FABIEN ESCALONA : Il y a sans doute eu, notamment dans la campagne de Benoît Hamon, des choses intéressantes sur le plan programmatique, mais je trouve que, d’une manière générale, les sociaux-démocrates – que ce soient les partis, les syndicats quand ils en sont proches, ou les think tanks qui étaient très actifs au moment où la « troisième voie[5.Stratégie définie notamment par Anthony Giddens et Tony Blair. Selon cette stratégie, dite également « sociale-libérale », la social-démocratie doit accepter le capitalisme, encourager l’entreprise privée, réduire les dépenses publiques et réformer la sécurité sociale en responsabilisant ses bénéficiaires, tout en favorisant une répartition plus égalitaire des fruits de la croissance et en réformant le cadre juridique et éthique de la société.] » avait le vent en poupe – peinent à produire des idées nouvelles. Je trouve intéressantes quelques idées qui circulent actuellement, comme celle de l’État investisseur social, ou celle de la pré-distribution[6.Notion introduite par Jacob Hacker, professeur de sciences politiques à l’université de Yale, dans « The Institutional Foundations of Middle-Class Democracy », Policy Network, 6.5.2011. Pour Hacker, il faut agir sur les causes des inégalités plutôt que d’y remédier a posteriori par des allocations ou des aides. Cela suppose une révision radicale de la politique macroéconomique. Manuel Valls, notamment, s’y est déclaré favorable.] qui en est assez proche. Elles consistent à modifier le processus actuel de redistribution des richesses en corrigeant les inégalités à la source, voire avant qu’elles ne se forment, et non plus a posteriori. Mais ces idées tardent à prendre corps, voire à être transformées en programme de gouvernement là où ce serait possible. Et cela reste assez pauvre, par comparaison avec ce que la social-démocratie a déjà apporté au débat intellectuel, notamment durant les années 1930.

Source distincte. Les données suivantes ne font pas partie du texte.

// SPDX-License-Identifier: GPL-3.0-only

//! Direct V4L2 capture
//!
//! The frame-differencing sequence needs a snapshot at a precise moment
//! after the LED toggles, so frames are pulled synchronously from an mmap
//! stream instead of arriving through a pipeline. Every snapshot dequeues
//! one buffer and converts it to RGB.

use super::FrameSource;
use super::types::*;
use super::v4l2_controls;
use crate::config::{CameraSettings, SensorSettings};
use crate::imaging::Rect;
use crate::imaging::ops::crop;
use image::RgbImage;
use std::time::{Duration, Instant};
use tracing::{debug, info, warn};
use v4l::buffer::Type;
use v4l::io::mmap::Stream;
use v4l::io::traits::CaptureStream;
use v4l::video::Capture;
use v4l::{Device, Format, FourCC};

/// Number of mmap buffers queued on the device
const BUFFER_COUNT: u32 = 4;

/// A V4L2 capture device streaming at a fixed format
pub struct V4l2Camera {
    name: String,
    path: String,
    stream: Stream<'static>,
    // Keeps the device handle open for the lifetime of the stream
    _device: Device,
    format: PixelFormat,
    width: u32,
    height: u32,
    stride: u32,
    window: Option<Rect>,
    frames: u64,
}

impl V4l2Camera {
    /// Open a device, negotiate a format and start streaming.
    ///
    /// Sensor settings are applied before the warm-up so that auto exposure
    /// and white balance have time to land on the fixed values.
    pub fn open(camera: &CameraSettings, sensor: &SensorSettings) -> BackendResult<Self> {
        let path = camera.device.clone();
        let device = Device::with_path(&path)
            .map_err(|e| BackendError::DeviceNotFound(format!("{}: {}", path, e)))?;

        let caps = device
            .query_caps()
            .map_err(|e| BackendError::InitializationFailed(format!("{}: {}", path, e)))?;
        if !caps
            .capabilities
            .contains(v4l::capability::Flags::VIDEO_CAPTURE)
        {
            return Err(BackendError::NotAvailable(format!(
                "{} ({}) is not a capture device",
                path, caps.card
            )));
        }

        let (req_width, req_height) = camera.framesize.dimensions();
        let (format, actual) = negotiate_format(&device, req_width, req_height)?;
        info!(
            path = %path,
            card = %caps.card,
            driver = %caps.driver,
            format = %format,
            width = actual.width,
            height = actual.height,
            stride = actual.stride,
            "Opened V4L2 camera"
        );
        if (actual.width, actual.height) != (req_width, req_height) {
            warn!(
                requested = %camera.framesize.display_name(),
                width = actual.width,
                height = actual.height,
                "Device picked a different frame size"
            );
        }

        if let Some(window) = camera.window {
            let frame = Rect::new(0, 0, actual.width, actual.height);
            if window.intersection(&frame) != Some(window) {
                return Err(BackendError::InitializationFailed(format!(
                    "window {} does not fit the {}x{} frame",
                    window, actual.width, actual.height
                )));
            }
        }

        v4l2_controls::apply_sensor_settings(&path, sensor);

        let stream = Stream::with_buffers(&device, Type::VideoCapture, BUFFER_COUNT).map_err(|e| {
            BackendError::InitializationFailed(format!("Failed to create buffer stream: {}", e))
        })?;

        let mut camera_source = Self {
            name: caps.card,
            path,
            stream,
            _device: device,
            format,
            width: actual.width,
            height: actual.height,
            stride: actual.stride,
            window: camera.window,
            frames: 0,
        };

        camera_source.warm_up(Duration::from_millis(camera.settle_ms))?;
        Ok(camera_source)
    }

    /// Device path (e.g. /dev/video0)
    pub fn path(&self) -> &str {
        &self.path
    }

    /// Negotiated pixel format
    pub fn pixel_format(&self) -> PixelFormat {
        self.format
    }

    /// Discard frames until the sensor has had `settle` to adjust
    fn warm_up(&mut self, settle: Duration) -> BackendResult<()> {
        let start = Instant::now();
        let mut skipped = 0u32;
        while start.elapsed() < settle {
            self.next_frame()?;
            skipped += 1;
        }
        debug!(path = %self.path, skipped, "Sensor warm-up finished");
        Ok(())
    }

    fn next_frame(&mut self) -> BackendResult<CameraFrame> {
        let (buf, meta) = CaptureStream::next(&mut self.stream)
            .map_err(|e| BackendError::CaptureFailed(format!("{}: {}", self.path, e)))?;

        let used = match meta.bytesused as usize {
            0 => buf.len(),
            n => n.min(buf.len()),
        };

        self.frames += 1;
        Ok(CameraFrame {
            width: self.width,
            height: self.height,
            data: buf[..used].into(),
            format: self.format,
            stride: self.stride,
            captured_at: Instant::now(),
        })
    }
}

impl FrameSource for V4l2Camera {
    fn name(&self) -> &str {
        &self.name
    }

    fn resolution(&self) -> (u32, u32) {
        match self.window {
            Some(window) => (window.w, window.h),
            None => (self.width, self.height),
        }
    }

    fn snapshot(&mut self) -> BackendResult<RgbImage> {
        let frame = self.next_frame()?;
        let rgb = frame.to_rgb()?;
        match self.window {
            Some(window) => crop(&rgb, window).map_err(|e| BackendError::CaptureFailed(e.to_string())),
            None => Ok(rgb),
        }
    }
}

/// Request each supported format in preference order until the device
/// accepts one at the requested size.
fn negotiate_format(device: &Device, width: u32, height: u32) -> BackendResult<(PixelFormat, Format)> {
    let offered: Vec<FourCC> = device
        .enum_formats()
        .map(|formats| formats.into_iter().map(|desc| desc.fourcc).collect())
        .unwrap_or_default();

    for format in PixelFormat::PREFERENCE {
        let fourcc = FourCC::new(format.fourcc());
        if !offered.is_empty() && !offered.contains(&fourcc) {
            continue;
        }

        match device.set_format(&Format::new(width, height, fourcc)) {
            Ok(actual) if actual.fourcc == fourcc => return Ok((format, actual)),
            Ok(actual) => {
                debug!(requested = %format, got = ?actual.fourcc, "Device substituted format");
            }
            Err(e) => {
                debug!(format = %format, error = %e, "Format rejected");
            }
        }
    }

    let offered: Vec<String> = offered
        .iter()
        .filter_map(|code| code.str().ok().map(str::to_string))
        .collect();
    Err(BackendError::FormatNotSupported(format!(
        "device offers [{}], none of which can be decoded",
        offered.join(", ")
    )))
}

Je fais plutôt le diagnostic d’un faible dynamisme intellectuel. Il est symptomatique que les idées qui apparaissent nouvelles et originales viennent en réalité d’autres cercles intellectuels, écologistes ou altermondialistes. C’est le cas du revenu d’existence[7.Aussi appelé « allocation universelle », sous différentes modalités.] défendu par Hamon lors de sa campagne. Auparavant, de telles idées n’étaient diffusées que dans des courants microscopiques, comme Utopia au sein du PS français, qui n’a jamais eu le moindre poids politique, ni à l’intérieur ni à l’extérieur du parti. Voir Hamon faire campagne sur des thèmes aussi minoritaires a quelque chose d’assez ironique. Ce n’est pas un mal en soi, mais c’est l’indice d’un problème très profond. Sur le plan intellectuel comme sur le plan électoral, un espace social-démocrate – tel qu’il est souvent conçu, comme un « juste milieu » entre le centre-droit néolibéral et la gauche radicale – n’aura probablement plus la capacité de reconquérir la taille et l’hégémonie qui furent les siennes durant les dernières décennies. En dehors de quelques situations locales, cet espace est voué à demeurer très réduit dans les années à venir. Mais je parle ici d’idées et d’espace politique : les organisations partisanes n’y sont pas « scotchées » et peuvent avoir des destins plus heureux.
Comment expliquer cette perte d’influence à la fois spectaculaire et rapide ?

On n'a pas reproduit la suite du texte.